Records provided section start

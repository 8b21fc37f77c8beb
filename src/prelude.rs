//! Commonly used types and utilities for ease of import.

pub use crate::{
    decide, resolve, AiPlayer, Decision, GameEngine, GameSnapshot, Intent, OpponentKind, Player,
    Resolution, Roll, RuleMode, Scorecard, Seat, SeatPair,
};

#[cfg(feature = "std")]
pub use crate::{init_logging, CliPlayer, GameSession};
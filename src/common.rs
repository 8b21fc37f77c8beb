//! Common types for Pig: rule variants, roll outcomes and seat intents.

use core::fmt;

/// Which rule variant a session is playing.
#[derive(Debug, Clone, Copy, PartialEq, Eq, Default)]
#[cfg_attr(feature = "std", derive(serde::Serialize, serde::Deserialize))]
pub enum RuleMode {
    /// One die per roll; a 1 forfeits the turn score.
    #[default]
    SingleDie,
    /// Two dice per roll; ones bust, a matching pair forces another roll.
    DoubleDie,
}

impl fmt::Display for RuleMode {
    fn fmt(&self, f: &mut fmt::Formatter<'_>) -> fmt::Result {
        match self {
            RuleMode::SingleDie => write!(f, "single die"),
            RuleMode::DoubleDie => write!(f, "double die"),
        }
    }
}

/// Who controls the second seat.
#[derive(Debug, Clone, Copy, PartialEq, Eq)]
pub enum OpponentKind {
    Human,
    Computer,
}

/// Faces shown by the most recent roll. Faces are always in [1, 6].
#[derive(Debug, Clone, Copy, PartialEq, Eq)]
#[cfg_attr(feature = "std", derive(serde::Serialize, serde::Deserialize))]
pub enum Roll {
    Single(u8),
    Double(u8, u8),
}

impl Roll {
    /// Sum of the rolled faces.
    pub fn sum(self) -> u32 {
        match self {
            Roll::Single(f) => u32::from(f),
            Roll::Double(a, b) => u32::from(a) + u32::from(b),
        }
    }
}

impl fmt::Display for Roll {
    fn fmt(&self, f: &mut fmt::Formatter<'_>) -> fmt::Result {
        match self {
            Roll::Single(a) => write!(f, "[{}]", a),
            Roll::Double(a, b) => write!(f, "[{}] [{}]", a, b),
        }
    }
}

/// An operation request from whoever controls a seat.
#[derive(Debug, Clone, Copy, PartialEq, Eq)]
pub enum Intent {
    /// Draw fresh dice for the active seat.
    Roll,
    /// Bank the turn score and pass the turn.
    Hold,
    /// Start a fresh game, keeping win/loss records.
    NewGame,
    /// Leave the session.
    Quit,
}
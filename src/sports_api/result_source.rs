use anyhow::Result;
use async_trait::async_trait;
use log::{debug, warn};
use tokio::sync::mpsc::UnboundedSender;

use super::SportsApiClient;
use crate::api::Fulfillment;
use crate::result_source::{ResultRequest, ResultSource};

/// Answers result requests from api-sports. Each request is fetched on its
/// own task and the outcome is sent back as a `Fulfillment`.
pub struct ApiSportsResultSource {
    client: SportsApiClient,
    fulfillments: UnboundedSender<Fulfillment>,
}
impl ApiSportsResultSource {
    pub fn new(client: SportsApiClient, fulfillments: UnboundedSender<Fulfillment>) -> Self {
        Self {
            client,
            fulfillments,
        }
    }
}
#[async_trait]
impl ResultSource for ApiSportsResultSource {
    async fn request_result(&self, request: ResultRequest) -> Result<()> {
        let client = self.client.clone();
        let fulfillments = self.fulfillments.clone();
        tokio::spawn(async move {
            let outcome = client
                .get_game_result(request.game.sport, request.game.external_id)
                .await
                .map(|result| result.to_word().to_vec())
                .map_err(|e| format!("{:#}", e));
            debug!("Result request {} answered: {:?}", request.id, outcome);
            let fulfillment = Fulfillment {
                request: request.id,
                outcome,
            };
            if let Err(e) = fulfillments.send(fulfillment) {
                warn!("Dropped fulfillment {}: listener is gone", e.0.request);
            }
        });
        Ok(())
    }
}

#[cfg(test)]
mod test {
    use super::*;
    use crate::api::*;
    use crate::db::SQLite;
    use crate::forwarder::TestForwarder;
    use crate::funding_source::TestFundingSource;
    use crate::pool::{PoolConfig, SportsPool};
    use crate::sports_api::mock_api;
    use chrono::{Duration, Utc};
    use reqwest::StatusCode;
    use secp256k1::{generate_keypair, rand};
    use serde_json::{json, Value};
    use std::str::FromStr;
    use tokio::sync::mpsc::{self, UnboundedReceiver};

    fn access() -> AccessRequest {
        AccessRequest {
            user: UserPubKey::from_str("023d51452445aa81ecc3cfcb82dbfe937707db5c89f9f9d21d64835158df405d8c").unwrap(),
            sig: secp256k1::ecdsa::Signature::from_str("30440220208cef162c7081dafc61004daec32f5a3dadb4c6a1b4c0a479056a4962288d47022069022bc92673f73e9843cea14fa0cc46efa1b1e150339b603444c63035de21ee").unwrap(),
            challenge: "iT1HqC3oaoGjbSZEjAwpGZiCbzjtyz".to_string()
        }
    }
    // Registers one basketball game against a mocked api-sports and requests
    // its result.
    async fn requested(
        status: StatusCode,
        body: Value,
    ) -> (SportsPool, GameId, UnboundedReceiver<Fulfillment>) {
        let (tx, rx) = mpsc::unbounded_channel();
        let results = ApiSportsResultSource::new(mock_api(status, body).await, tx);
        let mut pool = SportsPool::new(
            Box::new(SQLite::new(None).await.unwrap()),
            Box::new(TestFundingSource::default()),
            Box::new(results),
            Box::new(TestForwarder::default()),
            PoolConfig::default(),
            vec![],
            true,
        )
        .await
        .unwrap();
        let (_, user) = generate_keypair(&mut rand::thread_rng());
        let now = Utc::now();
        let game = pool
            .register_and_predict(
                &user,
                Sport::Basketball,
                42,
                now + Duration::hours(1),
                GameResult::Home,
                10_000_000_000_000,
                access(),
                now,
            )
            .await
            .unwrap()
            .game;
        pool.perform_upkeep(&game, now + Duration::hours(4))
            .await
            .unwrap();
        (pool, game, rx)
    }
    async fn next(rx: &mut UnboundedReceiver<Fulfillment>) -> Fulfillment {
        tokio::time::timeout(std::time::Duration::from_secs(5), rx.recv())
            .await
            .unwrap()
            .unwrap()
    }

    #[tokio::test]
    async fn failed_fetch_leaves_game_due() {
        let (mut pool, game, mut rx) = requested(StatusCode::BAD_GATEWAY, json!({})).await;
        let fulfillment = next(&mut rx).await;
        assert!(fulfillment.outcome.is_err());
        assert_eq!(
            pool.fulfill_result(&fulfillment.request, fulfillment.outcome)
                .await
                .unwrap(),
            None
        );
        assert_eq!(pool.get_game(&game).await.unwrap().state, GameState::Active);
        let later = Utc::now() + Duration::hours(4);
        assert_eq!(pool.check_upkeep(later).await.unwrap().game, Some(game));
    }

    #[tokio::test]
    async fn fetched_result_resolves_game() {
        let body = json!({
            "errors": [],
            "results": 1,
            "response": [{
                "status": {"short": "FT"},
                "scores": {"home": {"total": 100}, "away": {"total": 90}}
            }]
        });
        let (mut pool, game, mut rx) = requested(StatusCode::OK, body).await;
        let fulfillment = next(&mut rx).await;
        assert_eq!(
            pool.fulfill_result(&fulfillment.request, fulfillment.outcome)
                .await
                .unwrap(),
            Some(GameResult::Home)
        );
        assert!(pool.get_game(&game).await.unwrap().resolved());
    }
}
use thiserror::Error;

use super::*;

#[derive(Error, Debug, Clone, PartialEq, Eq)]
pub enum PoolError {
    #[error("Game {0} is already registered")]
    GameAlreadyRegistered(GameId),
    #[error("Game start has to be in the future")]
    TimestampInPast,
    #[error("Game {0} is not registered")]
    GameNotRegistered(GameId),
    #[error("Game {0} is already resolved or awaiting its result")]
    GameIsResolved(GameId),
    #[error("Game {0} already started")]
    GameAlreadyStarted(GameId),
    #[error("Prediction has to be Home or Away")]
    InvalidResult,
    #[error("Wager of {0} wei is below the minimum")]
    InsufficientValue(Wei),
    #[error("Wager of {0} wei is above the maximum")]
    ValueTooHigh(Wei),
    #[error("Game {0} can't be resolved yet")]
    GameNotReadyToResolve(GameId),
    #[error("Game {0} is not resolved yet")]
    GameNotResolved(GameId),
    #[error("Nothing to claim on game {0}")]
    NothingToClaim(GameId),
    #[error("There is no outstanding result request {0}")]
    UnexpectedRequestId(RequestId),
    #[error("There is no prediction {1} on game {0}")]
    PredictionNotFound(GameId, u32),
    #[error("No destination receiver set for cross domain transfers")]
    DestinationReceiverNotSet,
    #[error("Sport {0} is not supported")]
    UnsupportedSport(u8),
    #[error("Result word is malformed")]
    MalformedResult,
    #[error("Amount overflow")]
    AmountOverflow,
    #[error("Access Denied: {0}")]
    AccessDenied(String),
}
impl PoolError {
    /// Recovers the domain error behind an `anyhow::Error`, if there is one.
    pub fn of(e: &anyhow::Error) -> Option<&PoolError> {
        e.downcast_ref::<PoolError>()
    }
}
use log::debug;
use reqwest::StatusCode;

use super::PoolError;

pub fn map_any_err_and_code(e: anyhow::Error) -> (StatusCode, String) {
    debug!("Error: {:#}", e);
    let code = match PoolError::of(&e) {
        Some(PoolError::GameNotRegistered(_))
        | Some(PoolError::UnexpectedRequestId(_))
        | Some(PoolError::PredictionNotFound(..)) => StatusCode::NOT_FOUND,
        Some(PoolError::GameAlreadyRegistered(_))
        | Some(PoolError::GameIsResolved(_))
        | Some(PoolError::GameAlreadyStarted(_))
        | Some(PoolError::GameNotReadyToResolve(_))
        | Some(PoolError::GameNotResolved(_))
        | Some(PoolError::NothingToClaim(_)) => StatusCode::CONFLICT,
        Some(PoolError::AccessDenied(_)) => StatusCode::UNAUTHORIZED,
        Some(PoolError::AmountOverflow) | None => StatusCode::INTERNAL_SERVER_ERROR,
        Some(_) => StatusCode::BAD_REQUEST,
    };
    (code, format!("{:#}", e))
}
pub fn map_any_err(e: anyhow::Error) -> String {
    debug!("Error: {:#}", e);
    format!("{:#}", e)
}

Records provided section end
Records provided section start

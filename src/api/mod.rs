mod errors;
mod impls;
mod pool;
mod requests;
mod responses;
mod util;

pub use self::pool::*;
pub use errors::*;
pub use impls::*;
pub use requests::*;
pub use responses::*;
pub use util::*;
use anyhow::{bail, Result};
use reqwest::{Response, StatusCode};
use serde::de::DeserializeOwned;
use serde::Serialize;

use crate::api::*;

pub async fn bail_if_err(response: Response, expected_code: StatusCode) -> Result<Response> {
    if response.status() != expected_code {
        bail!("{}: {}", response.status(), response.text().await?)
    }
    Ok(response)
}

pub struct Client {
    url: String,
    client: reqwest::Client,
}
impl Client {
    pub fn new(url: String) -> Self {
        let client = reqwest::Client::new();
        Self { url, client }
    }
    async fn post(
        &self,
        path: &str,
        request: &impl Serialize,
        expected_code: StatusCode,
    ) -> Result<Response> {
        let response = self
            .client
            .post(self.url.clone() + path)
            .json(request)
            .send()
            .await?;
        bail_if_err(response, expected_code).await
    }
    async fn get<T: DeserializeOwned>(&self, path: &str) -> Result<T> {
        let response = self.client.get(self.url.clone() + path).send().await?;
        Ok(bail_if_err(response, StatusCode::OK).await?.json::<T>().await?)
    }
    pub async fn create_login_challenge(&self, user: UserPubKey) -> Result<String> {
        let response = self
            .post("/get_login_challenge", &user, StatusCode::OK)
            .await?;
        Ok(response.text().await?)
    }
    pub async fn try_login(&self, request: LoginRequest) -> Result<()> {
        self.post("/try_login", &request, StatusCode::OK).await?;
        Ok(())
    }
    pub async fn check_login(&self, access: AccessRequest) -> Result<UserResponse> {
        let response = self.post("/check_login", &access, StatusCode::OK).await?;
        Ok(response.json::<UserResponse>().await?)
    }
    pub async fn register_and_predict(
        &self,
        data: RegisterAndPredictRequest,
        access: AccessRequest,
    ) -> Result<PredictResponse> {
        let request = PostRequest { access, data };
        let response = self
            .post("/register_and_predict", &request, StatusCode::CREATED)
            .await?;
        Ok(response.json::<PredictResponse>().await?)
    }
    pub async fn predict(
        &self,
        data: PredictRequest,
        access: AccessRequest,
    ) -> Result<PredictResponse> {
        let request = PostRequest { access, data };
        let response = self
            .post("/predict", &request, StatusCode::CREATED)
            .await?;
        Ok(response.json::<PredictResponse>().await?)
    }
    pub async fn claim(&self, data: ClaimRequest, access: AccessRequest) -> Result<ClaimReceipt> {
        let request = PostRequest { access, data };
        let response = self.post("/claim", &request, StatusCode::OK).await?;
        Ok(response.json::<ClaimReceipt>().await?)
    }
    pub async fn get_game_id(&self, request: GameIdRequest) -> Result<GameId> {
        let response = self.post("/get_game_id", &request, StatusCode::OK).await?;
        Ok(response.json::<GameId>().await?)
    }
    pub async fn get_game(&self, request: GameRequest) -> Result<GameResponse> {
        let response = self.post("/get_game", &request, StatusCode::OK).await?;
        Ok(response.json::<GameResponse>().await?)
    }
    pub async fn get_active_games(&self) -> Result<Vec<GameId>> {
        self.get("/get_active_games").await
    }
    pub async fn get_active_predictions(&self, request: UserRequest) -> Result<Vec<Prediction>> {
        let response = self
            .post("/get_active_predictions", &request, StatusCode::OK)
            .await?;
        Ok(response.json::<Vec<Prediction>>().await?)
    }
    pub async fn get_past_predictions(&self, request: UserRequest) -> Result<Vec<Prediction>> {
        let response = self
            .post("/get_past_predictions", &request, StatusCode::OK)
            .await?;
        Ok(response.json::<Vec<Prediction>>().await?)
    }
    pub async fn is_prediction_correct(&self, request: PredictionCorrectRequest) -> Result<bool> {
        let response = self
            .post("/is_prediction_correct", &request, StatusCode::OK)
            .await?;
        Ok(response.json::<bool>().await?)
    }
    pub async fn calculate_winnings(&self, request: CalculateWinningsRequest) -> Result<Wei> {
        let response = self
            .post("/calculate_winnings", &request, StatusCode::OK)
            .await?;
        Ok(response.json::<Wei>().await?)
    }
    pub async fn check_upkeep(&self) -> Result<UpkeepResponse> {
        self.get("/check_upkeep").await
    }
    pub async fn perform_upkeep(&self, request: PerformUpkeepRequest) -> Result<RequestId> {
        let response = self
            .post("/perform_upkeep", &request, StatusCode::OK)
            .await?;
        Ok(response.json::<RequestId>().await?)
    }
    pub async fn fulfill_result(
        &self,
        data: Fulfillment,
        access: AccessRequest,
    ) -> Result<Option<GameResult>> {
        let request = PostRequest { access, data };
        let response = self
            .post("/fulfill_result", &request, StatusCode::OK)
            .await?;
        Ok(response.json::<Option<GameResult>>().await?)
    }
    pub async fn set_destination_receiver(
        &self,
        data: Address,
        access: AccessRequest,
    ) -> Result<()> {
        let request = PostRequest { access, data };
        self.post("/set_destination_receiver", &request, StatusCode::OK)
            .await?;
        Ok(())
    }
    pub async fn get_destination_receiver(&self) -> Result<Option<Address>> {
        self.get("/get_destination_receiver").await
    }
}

Records provided section end

- **Exercise goal**: Please go through the entries and show every line with the word "warn".

- **Answer to the problem**:
use log::{debug, warn};
                warn!("Dropped fulfillment {}: listener is gone", e.0.request);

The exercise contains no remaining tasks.